| Given information |
//! Evaluation orchestrator
//!
//! `Evaluator` is the public entry point. It renders the judge prompt, routes
//! it through the [`FallbackCoordinator`], parses whatever comes back and
//! aggregates the scores. Batches share one FIFO semaphore, and every request
//! runs under a child of the evaluator's root cancellation token so `close()`
//! reaches all in-flight work.

use std::sync::atomic::{AtomicBool, Ordering};
use std::sync::Arc;

use futures::future::join_all;
use serde::Serialize;
use tokio::sync::Semaphore;
use tokio_util::sync::CancellationToken;
use tracing::{info, info_span, warn, Instrument};

use crate::aggregate::{aggregate, AggregatedResult};
use crate::config::{JudgeConfig, ServiceConfig};
use crate::core::{InvokeParameters, JudgeRequest, RawReply};
use crate::criteria::CriteriaSet;
use crate::error::{JudgeError, Result};
use crate::fallback::{cache_key, FallbackCoordinator, FallbackResponse};
use crate::parser::{ResponseParser, Winner};
use crate::prompts::{build_comparison_messages, build_evaluation_messages};
use crate::resilience::{ProviderHealth, TokioClock};
use crate::util::generate_request_id;

/// Evaluator tuning
#[derive(Debug, Clone, PartialEq)]
pub struct EvaluatorConfig {
    /// Upper bound on concurrently running batch items
    pub max_concurrency: usize,
    /// Sampling parameters sent with every judge call
    pub parameters: InvokeParameters,
}

impl Default for EvaluatorConfig {
    fn default() -> Self {
        Self {
            max_concurrency: 4,
            parameters: InvokeParameters::default(),
        }
    }
}

/// One item to evaluate
#[derive(Debug, Clone, PartialEq)]
pub struct EvaluationRequest {
    pub candidate: String,
    /// Original question or task the candidate answers
    pub context: Option<String>,
    pub criteria: CriteriaSet,
}

impl EvaluationRequest {
    pub fn new(candidate: impl Into<String>, criteria: CriteriaSet) -> Self {
        Self {
            candidate: candidate.into(),
            context: None,
            criteria,
        }
    }

    pub fn with_context(mut self, context: impl Into<String>) -> Self {
        self.context = Some(context.into());
        self
    }
}

/// Outcome of a pairwise comparison
#[derive(Debug, Clone, PartialEq, Serialize)]
pub struct ComparisonResult {
    pub winner: Winner,
    pub reasoning: String,
    pub confidence: f64,
    pub served_by: String,
    pub degraded: bool,
}

/// LLM-as-judge evaluator
pub struct Evaluator {
    coordinator: Arc<FallbackCoordinator>,
    semaphore: Arc<Semaphore>,
    root: CancellationToken,
    closed: AtomicBool,
    parser: ResponseParser,
    parameters: InvokeParameters,
}

impl std::fmt::Debug for Evaluator {
    fn fmt(&self, f: &mut std::fmt::Formatter<'_>) -> std::fmt::Result {
        f.debug_struct("Evaluator")
            .field("coordinator", &self.coordinator)
            .field("available_permits", &self.semaphore.available_permits())
            .field("closed", &self.is_closed())
            .finish()
    }
}

impl Evaluator {
    pub fn new(coordinator: FallbackCoordinator, config: EvaluatorConfig) -> Self {
        Self {
            coordinator: Arc::new(coordinator),
            semaphore: Arc::new(Semaphore::new(config.max_concurrency.max(1))),
            root: CancellationToken::new(),
            closed: AtomicBool::new(false),
            parser: ResponseParser::new(),
            parameters: config.parameters,
        }
    }

    /// Validate `config` and build every provider it names
    pub fn from_config(config: &JudgeConfig) -> Result<Self> {
        config.validate()?;
        let coordinator = FallbackCoordinator::from_config(config, Arc::new(TokioClock))?;
        Ok(Self::new(
            coordinator,
            EvaluatorConfig {
                max_concurrency: config.max_concurrency,
                parameters: InvokeParameters::default(),
            },
        ))
    }

    /// Shorthand for [`JudgeConfig::from_env`] followed by [`Evaluator::from_config`]
    pub fn from_env() -> Result<Self> {
        Self::from_config(&JudgeConfig::from_env()?)
    }

    pub fn with_parser(mut self, parser: ResponseParser) -> Self {
        self.parser = parser;
        self
    }

    pub fn is_closed(&self) -> bool {
        self.closed.load(Ordering::SeqCst)
    }

    /// Breaker state of every provider, in priority order
    pub fn health(&self) -> Vec<ProviderHealth> {
        self.coordinator.health()
    }

    /// Score `candidate` against `criteria`
    pub async fn evaluate(&self, candidate: &str, criteria: &CriteriaSet) -> Result<AggregatedResult> {
        self.evaluate_request(EvaluationRequest::new(candidate, criteria.clone()))
            .await
    }

    /// Score one request, including its optional context
    pub async fn evaluate_request(&self, request: EvaluationRequest) -> Result<AggregatedResult> {
        self.ensure_open()?;
        let cancel = self.root.child_token();
        self.run_evaluation(request, &cancel).await
    }

    /// Ask the judge which of two responses is better
    pub async fn compare(&self, a: &str, b: &str) -> Result<ComparisonResult> {
        self.compare_with_context(a, b, None).await
    }

    pub async fn compare_with_context(
        &self,
        a: &str,
        b: &str,
        context: Option<&str>,
    ) -> Result<ComparisonResult> {
        self.ensure_open()?;
        let cancel = self.root.child_token();
        let request_id = generate_request_id();

        async {
            let request =
                JudgeRequest::new(build_comparison_messages(a, b, context)).with_parameters(self.parameters.clone());
            let key = cache_key(&request);
            let response = self.execute(request, &key, &cancel).await?;
            let (reply, served_by, degraded, factor) = self.unwrap_reply(response)?;

            let verdict = self.parser.parse_comparison(&reply.text);
            let confidence = if degraded {
                verdict.confidence * factor
            } else {
                verdict.confidence
            };

            info!(winner = %verdict.winner, confidence, served_by = %served_by, "Comparison complete");
            Ok(ComparisonResult {
                winner: verdict.winner,
                reasoning: verdict.reasoning,
                confidence,
                served_by,
                degraded,
            })
        }
        .instrument(info_span!("compare", request_id = %request_id))
        .await
    }

    /// Evaluate many requests, at most `max_concurrency` at a time
    ///
    /// Results come back in request order. Cancelling `cancel` (or closing the
    /// evaluator) stops queued items and interrupts in-flight ones; each of
    /// those reports [`JudgeError::Cancelled`].
    pub async fn evaluate_batch(
        &self,
        requests: Vec<EvaluationRequest>,
        cancel: &CancellationToken,
    ) -> Vec<Result<AggregatedResult>> {
        if let Err(e) = self.ensure_open() {
            return requests.iter().map(|_| Err(e.clone())).collect();
        }

        let batch = self.root.child_token();
        info!(size = requests.len(), "Starting evaluation batch");

        let tasks = requests.into_iter().map(|request| {
            let token = batch.child_token();
            let semaphore = Arc::clone(&self.semaphore);
            async move {
                let _permit = tokio::select! {
                    permit = semaphore.acquire_owned() => permit.map_err(|_| JudgeError::Closed)?,
                    _ = token.cancelled() => return Err(self.cancelled_error()),
                };
                self.run_evaluation(request, &token).await
            }
        });

        let mut all = Box::pin(join_all(tasks));
        loop {
            tokio::select! {
                results = &mut all => return results,
                _ = cancel.cancelled(), if !batch.is_cancelled() => {
                    warn!("Evaluation batch cancelled by caller");
                    batch.cancel();
                }
            }
        }
    }

    /// Cancel in-flight work and release providers
    ///
    /// Idempotent. Every later call returns [`JudgeError::Closed`].
    pub async fn close(&self) {
        if self.closed.swap(true, Ordering::SeqCst) {
            return;
        }
        info!("Closing evaluator");
        self.root.cancel();
        self.semaphore.close();
        self.coordinator.close().await;
    }

    async fn run_evaluation(
        &self,
        request: EvaluationRequest,
        cancel: &CancellationToken,
    ) -> Result<AggregatedResult> {
        let request_id = generate_request_id();

        async {
            let EvaluationRequest {
                candidate,
                context,
                criteria,
            } = request;

            let judge_request = JudgeRequest::new(build_evaluation_messages(&candidate, context.as_deref(), &criteria))
                .with_parameters(self.parameters.clone());
            let key = cache_key(&judge_request);
            let response = self.execute(judge_request, &key, cancel).await?;
            let (reply, served_by, degraded, factor) = self.unwrap_reply(response)?;

            let parsed = self.parser.parse(&reply.text, &criteria);
            let mut result = aggregate(&parsed.scores, &criteria)
                .with_narrative(&parsed)
                .with_source(served_by, degraded);
            if degraded {
                result = result.discount_confidence(factor);
            }

            info!(
                overall_score = result.overall_score,
                confidence = result.confidence,
                served_by = %result.served_by,
                degraded = result.degraded,
                strategy = ?result.parse_strategy,
                "Evaluation complete"
            );
            Ok(result)
        }
        .instrument(info_span!("evaluate", request_id = %request_id))
        .await
    }

    async fn execute(
        &self,
        request: JudgeRequest,
        key: &str,
        cancel: &CancellationToken,
    ) -> Result<FallbackResponse<RawReply>> {
        self.coordinator
            .execute(request, key, cancel)
            .await
            .map_err(|e| match e {
                JudgeError::Cancelled => self.cancelled_error(),
                other => other,
            })
    }

    /// Split a coordinator response into reply, source, degraded flag and confidence factor
    fn unwrap_reply(&self, response: FallbackResponse<RawReply>) -> Result<(RawReply, String, bool, f64)> {
        let served_by = response.served_by.to_string();
        match response.payload {
            Some(reply) => Ok((reply, served_by, response.degraded, response.confidence)),
            None => Err(JudgeError::ProvidersExhausted {
                attempted: self.coordinator.provider_names(),
            }),
        }
    }

    fn cancelled_error(&self) -> JudgeError {
        if self.is_closed() {
            JudgeError::Closed
        } else {
            JudgeError::Cancelled
        }
    }

    fn ensure_open(&self) -> Result<()> {
        if self.is_closed() {
            Err(JudgeError::Closed)
        } else {
            Ok(())
        }
    }
}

| What you are asked to do |
Determine the number of lines in the material above that include the word "EvaluatorConfig". Give that number and no other text.

| Task result |
4